**INSTRUCTIONS TO FOLLOW**
Reproduce the lines of the listing exactly, beginning at the top, until the line with "use std::collections::BTreeMap;" has been reproduced too.

**SOURCE INFORMATION**
·····

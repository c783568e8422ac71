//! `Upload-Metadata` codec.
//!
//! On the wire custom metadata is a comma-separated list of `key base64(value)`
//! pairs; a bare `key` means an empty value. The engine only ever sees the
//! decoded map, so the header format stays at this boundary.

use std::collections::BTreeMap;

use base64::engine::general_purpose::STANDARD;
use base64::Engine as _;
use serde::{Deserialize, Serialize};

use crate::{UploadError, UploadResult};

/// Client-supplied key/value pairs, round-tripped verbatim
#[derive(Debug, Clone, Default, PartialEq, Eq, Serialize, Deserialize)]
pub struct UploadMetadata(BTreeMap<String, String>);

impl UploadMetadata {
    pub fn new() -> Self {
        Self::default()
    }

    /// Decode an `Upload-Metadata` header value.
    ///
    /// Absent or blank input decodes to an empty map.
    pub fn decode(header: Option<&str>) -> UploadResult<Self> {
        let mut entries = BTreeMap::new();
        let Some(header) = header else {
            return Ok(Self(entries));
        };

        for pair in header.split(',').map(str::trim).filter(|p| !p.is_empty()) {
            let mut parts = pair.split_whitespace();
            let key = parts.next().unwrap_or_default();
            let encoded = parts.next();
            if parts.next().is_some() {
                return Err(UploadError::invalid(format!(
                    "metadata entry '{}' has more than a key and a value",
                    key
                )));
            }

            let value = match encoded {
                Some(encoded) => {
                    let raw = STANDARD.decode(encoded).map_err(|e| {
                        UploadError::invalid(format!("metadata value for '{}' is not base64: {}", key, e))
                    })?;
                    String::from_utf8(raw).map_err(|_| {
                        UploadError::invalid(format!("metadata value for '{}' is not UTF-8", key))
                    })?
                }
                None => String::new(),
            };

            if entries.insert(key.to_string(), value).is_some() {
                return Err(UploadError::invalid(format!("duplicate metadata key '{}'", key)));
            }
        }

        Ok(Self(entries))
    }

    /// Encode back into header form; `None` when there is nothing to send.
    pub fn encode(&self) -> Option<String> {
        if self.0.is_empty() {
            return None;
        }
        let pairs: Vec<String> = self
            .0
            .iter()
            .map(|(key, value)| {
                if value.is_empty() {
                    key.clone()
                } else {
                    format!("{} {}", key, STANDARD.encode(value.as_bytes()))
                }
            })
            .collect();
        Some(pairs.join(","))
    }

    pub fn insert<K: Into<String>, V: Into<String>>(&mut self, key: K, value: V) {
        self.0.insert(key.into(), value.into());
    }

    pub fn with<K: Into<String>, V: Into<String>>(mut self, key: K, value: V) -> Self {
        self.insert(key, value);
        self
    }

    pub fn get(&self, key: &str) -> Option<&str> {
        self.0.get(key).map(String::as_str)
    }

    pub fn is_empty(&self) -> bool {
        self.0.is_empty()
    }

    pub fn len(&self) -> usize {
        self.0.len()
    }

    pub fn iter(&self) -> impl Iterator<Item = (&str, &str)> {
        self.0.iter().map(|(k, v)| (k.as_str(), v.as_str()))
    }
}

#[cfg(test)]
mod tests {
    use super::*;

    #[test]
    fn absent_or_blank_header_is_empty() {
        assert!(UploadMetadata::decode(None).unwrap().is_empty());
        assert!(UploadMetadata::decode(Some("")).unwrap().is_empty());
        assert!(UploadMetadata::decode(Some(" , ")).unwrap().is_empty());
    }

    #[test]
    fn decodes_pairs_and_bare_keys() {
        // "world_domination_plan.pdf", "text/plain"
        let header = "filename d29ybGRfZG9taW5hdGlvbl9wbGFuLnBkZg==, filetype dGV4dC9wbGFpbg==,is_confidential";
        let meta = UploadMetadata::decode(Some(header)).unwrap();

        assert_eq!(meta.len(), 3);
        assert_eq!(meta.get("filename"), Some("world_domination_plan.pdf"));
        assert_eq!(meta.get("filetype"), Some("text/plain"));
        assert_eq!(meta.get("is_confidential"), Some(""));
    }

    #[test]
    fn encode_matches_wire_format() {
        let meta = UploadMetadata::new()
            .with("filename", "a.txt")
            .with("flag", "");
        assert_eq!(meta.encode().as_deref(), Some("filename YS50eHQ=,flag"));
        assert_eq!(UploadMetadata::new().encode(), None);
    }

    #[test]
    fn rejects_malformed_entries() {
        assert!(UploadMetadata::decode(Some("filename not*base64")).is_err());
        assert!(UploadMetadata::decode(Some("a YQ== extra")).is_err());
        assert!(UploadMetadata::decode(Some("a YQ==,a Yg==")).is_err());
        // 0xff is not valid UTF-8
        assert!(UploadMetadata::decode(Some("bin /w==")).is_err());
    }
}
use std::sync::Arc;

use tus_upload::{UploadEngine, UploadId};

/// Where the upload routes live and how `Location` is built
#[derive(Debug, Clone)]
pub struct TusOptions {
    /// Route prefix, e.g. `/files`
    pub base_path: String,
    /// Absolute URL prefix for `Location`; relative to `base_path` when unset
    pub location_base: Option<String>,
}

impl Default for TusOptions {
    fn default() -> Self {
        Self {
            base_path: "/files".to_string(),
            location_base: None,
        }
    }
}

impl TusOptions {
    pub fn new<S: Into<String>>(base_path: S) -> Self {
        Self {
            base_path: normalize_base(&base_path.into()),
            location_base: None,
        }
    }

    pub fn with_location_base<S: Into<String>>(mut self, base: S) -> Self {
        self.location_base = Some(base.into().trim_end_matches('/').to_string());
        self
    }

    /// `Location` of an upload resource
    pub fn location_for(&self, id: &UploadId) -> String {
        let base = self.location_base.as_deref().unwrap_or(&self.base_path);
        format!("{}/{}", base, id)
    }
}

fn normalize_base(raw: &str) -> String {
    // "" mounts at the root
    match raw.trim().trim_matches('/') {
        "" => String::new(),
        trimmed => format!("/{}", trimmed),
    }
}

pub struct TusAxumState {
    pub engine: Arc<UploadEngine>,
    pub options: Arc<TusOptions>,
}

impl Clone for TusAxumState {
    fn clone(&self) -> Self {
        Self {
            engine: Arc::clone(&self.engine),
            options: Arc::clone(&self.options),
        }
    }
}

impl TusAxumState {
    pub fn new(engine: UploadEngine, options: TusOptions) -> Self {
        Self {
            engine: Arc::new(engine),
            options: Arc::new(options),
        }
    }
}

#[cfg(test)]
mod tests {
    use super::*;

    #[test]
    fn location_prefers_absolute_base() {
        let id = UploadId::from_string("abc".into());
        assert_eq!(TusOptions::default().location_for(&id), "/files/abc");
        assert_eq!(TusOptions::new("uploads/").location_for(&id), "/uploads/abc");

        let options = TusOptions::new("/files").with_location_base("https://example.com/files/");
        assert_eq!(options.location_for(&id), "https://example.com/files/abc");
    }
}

·····

**TASK RESPONSE**
repository c783568e8422ac71
//! `Upload-Metadata` codec.
//!
//! On the wire custom metadata is a comma-separated list of `key base64(value)`
//! pairs; a bare `key` means an empty value. The engine only ever sees the
//! decoded map, so the header format stays at this boundary.

use std::collections::BTreeMap;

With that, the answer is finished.